Comment 5•3 years ago
|
||
Moving to gfx component for the leak seems happen in D2D code.
Comment 6•3 years ago
|
||
Sotaro, are you able to reproduce this?
Comment 7•3 years ago
|
||
jordan, can you attach about:support to this bug? Thank you.
Updated•3 years ago
|
Comment 9•3 years ago
•
|
||
SourceSurfaceD2D1 usage in GPU process happens only with remoted canvas 2d. And it seems that SourceSurfaceD2D1::DrawTargetWillChange() is not called since Bug 1696967 fix. By reverting fix on latest m-c, I saw the DrawTargetWillChange() call in GPU process with the STR.
Comment 10•3 years ago
|
||
It is weird that mVRAMUsageSS is incremented only at one place and the value is not decremented.
mVRAMUsageSS seems to be broken on current m-c.
Comment 11•3 years ago
|
||
jordan, can you confirm if the problem is addressed with latest nightly?
Comment 12•3 years ago
|
||
Bug 1699352 was added for comment 10.
Comment 13•3 years ago
|
||
(In reply to Sotaro Ikeda [:sotaro] from comment #11)
jordan, can you confirm if the problem is addressed with latest nightly?
I saw the problem even with latest m-c.
Comment 14•3 years ago
|
||
By comment 10, D2D memory leak did not happen. Then it might not be graphics bug.
Comment 15•3 years ago
|
||
There was a case that console had the following error.
Error Code: NS_ERROR_DOM_MEDIA_FATAL_ERR (0x806e0005)
Details: ipc::IPCResult __cdecl mozilla::gmp::ChromiumCDMParent::RecvIncreaseShmemPoolSize(void): Failled to ensure CDM has enough shmems.
Comment 16•3 years ago
|
||
With latest m-c, I got the following error in console.

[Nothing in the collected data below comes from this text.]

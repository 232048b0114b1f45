// SPDX-License-Identifier: GPL-2.0-or-later

use std::sync::Arc;
use std::time::Duration;

use tokio::sync::Barrier;
use tokio::time::timeout;

/// Gate used in race mode: request heads are written immediately, the
/// bodies are released together once every parallel request is ready to
/// write, approximating simultaneous arrival at the endpoint.
#[derive(Clone)]
pub struct OpenGate {
    barrier: Arc<Barrier>,
    max_wait: Duration,
}

impl OpenGate {
    pub fn new(participants: usize) -> Self {
        Self {
            barrier: Arc::new(Barrier::new(participants.max(1))),
            max_wait: Duration::from_secs(2),
        }
    }

    /// Waits for all participants; a straggler can hold the gate for at
    /// most the timeout before the others proceed.
    pub async fn wait(&self) {
        let _ = timeout(self.max_wait, self.barrier.wait()).await;
    }
}

#[cfg(test)]
mod tests {
    use super::*;
    use std::sync::atomic::{AtomicUsize, Ordering};

    #[tokio::test]
    async fn gate_releases_all_participants_together() {
        let gate = OpenGate::new(3);
        let ready = Arc::new(AtomicUsize::new(0));
        let mut handles = Vec::new();
        for _ in 0..3 {
            let gate = gate.clone();
            let ready = ready.clone();
            handles.push(tokio::spawn(async move {
                ready.fetch_add(1, Ordering::SeqCst);
                gate.wait().await;
                ready.load(Ordering::SeqCst)
            }));
        }
        for handle in handles {
            // every participant observed all three arrivals
            assert_eq!(handle.await.unwrap(), 3);
        }
    }
}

Media resource could not be decoded. 6.0.0-EAB-2
08:00:55.060 [clpp.video.events] Received Video Element Event: 'error' cl.core.min.js:225:456
Player Error: undefined
error { target: video.md-image-xxx.clpp-fill, isTrusted: true, srcElement: video.md-image-xxx.clpp-fill, currentTarget: video.md-image-xxx.clpp-fill
, eventPhase: 2, bubbles: false, cancelable: false, returnValue: true, defaultPrevented: false, composed: false, … }
AppPlayer.vue:195:18
This error message will be blank when privacy.resistFingerprinting = true. If it is really necessary, please add it to the whitelist in MediaError::GetMessage: NS_ERROR_OUT_OF_MEMORY (0x8007000e) cl.mse.min.js:104:481
08:00:55.136 [clpp.mse.Player] Player state change: PLAYING -> ERROR cl.core.min.js:225:456
Player Error: FATAL Clpp-Error [Category 3 - Code 3016]: NS_ERROR_OUT_OF_MEMORY (0x8007000e)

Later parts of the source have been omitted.